ABOUT THIS EXERCISE:
Return all the lines below in which the string "tempdir" appears.

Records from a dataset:
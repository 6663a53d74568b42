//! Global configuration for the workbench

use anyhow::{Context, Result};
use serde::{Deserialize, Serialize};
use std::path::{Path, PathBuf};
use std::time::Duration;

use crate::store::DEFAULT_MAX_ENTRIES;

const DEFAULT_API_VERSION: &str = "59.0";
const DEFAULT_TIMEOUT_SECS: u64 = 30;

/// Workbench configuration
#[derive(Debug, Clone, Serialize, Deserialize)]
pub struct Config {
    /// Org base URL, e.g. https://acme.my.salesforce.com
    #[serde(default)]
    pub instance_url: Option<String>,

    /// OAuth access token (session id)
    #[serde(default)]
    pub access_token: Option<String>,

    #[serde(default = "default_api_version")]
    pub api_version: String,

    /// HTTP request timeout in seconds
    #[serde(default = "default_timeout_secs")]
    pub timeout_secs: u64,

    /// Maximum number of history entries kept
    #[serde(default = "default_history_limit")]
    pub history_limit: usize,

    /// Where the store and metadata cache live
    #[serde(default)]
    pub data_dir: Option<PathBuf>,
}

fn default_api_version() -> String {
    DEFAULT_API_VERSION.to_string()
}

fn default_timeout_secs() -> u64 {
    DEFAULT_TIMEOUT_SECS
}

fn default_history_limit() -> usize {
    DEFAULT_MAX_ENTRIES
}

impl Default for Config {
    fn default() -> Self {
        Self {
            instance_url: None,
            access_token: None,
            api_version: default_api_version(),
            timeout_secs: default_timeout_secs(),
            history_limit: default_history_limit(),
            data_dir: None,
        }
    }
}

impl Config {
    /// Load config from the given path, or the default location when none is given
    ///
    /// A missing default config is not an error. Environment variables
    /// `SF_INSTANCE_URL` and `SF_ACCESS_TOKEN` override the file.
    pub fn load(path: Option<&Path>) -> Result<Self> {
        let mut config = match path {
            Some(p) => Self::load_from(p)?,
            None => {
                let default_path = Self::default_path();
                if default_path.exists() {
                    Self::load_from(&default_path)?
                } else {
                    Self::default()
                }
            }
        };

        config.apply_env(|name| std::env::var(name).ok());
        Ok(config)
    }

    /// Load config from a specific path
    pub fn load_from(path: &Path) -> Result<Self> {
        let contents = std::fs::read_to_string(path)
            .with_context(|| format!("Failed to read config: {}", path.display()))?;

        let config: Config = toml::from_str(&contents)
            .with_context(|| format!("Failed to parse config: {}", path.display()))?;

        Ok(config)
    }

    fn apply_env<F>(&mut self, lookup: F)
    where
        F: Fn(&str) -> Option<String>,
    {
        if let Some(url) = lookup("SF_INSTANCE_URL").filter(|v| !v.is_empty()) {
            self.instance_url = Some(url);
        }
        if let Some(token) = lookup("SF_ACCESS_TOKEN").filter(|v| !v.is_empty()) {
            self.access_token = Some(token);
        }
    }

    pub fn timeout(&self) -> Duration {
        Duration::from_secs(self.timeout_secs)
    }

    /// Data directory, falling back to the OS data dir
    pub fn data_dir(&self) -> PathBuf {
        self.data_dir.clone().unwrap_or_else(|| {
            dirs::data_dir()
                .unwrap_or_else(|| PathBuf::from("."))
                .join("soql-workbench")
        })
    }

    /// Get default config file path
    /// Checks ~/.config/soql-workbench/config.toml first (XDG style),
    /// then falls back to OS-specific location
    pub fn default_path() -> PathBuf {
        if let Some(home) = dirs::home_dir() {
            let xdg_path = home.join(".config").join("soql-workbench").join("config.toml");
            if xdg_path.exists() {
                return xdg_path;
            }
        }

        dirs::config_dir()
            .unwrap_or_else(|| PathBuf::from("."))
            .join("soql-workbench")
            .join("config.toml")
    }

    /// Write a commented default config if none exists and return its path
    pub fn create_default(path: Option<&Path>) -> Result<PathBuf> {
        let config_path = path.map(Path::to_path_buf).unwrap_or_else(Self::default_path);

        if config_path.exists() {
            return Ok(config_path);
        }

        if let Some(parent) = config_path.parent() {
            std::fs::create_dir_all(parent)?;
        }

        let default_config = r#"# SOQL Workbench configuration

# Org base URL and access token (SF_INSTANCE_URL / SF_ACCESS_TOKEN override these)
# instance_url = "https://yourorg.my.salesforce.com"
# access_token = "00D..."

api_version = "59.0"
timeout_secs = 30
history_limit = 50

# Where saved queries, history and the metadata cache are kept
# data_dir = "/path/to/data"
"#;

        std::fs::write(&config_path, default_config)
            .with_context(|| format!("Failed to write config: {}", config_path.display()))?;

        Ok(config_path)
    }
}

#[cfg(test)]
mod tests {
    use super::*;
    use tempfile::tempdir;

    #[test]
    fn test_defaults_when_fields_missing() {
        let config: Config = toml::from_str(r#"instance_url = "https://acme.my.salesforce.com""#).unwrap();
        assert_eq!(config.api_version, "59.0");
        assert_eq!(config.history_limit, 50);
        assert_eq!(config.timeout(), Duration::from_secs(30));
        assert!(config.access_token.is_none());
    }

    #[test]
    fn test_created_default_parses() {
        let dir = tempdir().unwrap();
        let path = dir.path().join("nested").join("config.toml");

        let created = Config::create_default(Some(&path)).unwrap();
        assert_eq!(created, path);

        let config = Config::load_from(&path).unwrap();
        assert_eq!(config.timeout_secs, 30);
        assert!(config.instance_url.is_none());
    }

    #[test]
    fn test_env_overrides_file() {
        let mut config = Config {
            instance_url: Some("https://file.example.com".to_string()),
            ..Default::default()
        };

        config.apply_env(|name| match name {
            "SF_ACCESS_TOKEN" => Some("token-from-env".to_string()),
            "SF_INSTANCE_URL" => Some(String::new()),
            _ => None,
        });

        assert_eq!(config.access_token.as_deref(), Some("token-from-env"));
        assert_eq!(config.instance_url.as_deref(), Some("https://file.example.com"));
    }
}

RESULT OF THIS TASK:
    use tempfile::tempdir;
        let dir = tempdir().unwrap();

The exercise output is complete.